Текст книги "Записки простодушного"
Автор книги: Владимир Санников
Жанр:
Биографии и мемуары
сообщить о нарушении
Текущая страница: 2 (всего у книги 13 страниц) [доступный отрывок для чтения: 5 страниц]
Трудно пришлось моим родичам на новом месте, в непривычной городской обстановке.
Приехав как-то к деду в деревню Пески, я с изумлением узнал, что здание конторы (оно же деревенский клуб) – самый большой в деревне, высокий и светлый деревянный дом – до коллективизации принадлежал моему дяде Афоне и его родителям! Легко ли было бросать такой дом, хозяйство, родные места и поселяться в Воткинске в хибарке вместе с двумя такими же семьями-бедолагами? Но они, мои родственники, были рады, что хоть живы остались.
Сбережений «клана» хватило только на один деревянный дом. Тут, в сущности в одной комнате, поселились три молодые семьи – по семье на кровать. Жили дружно. Дядя Ваня, пожарник, уходя на работу, говорят, непременно брал меня на руки и, обогнув дом, подавал меня маме или папе в окно.
Даже сама теснота служила предметом шуток. Основным объектом была моя мама, которая была не без лунатических наклонностей – «торусила», «бормила» (говорила) во сне, а то и бродила по дому. Рассказывали, как ночью она в бессознательном состоянии сняла с окон и дверей все шторы – в стирку (крепок же был сон моих родичей, если они обнаружили это только утром!). А то ночью, услышав мой плач, мама совала соску в рот папе (на каждую семью, повторяю, была одна кровать): «На-ко, пососи, дитятко!», и тот сердито отплевывался: «Чо ты опять бормишь?!»

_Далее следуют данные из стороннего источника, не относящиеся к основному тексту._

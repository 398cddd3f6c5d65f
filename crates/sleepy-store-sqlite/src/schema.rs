//! SQL schema for the Sleepy SQLite store.

/// Full schema DDL; idempotent thanks to `CREATE TABLE IF NOT EXISTS`.
pub const SCHEMA: &str = "
PRAGMA journal_mode = WAL;
PRAGMA foreign_keys = ON;

CREATE TABLE IF NOT EXISTS people (
    id         INTEGER PRIMARY KEY AUTOINCREMENT,
    firstname  TEXT NOT NULL CHECK (length(firstname) BETWEEN 1 AND 80),
    lastname   TEXT NOT NULL CHECK (length(lastname)  BETWEEN 1 AND 80),
    created    TEXT NOT NULL    -- RFC 3339 UTC, fixed microsecond precision
);

-- Deleting a person leaves their items in place, unowned.
CREATE TABLE IF NOT EXISTS items (
    id           INTEGER PRIMARY KEY AUTOINCREMENT,
    name         TEXT NOT NULL CHECK (length(name) BETWEEN 1 AND 100),
    person_id    INTEGER REFERENCES people(id) ON DELETE SET NULL,
    checked_out  INTEGER NOT NULL DEFAULT 0,
    updated      TEXT NOT NULL
);

CREATE INDEX IF NOT EXISTS items_updated_idx ON items(updated);
CREATE INDEX IF NOT EXISTS items_person_idx  ON items(person_id);
CREATE INDEX IF NOT EXISTS people_created_idx ON people(created);

PRAGMA user_version = 1;
";

/// Drops both tables. Run [`SCHEMA`] afterwards to recreate them.
pub const DROP: &str = "
DROP TABLE IF EXISTS items;
DROP TABLE IF EXISTS people;
";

И отец, и многие родственники устроились на работу возчиками (конновозчиками, как тогда говорили). Ни легковых, ни грузовых машин в Воткинске тогда почти не было, а им, недавним крестьянам, работа на лошадях была привычна.
Видимо, не так уж плохо зарабатывали в те годы: через несколько лет все мои родственники расселились из «общежития», купив деревянные домишки. И это при том, что ни мама, ни тетки мои на производстве не работали («домохозяйки»). Конечно, кроме домашнего хозяйства, воспитания детей, заботы об огородах и т. п., каждая из них занималась каким-то «рукомеслом» на продажу: мама шила, тетя Клаша помогала мужу валять валенки, тетя Толя (Евстолия) купила старый деревянный ткацкий станок и ткала половики, которые шли нарасхват на местном базаре.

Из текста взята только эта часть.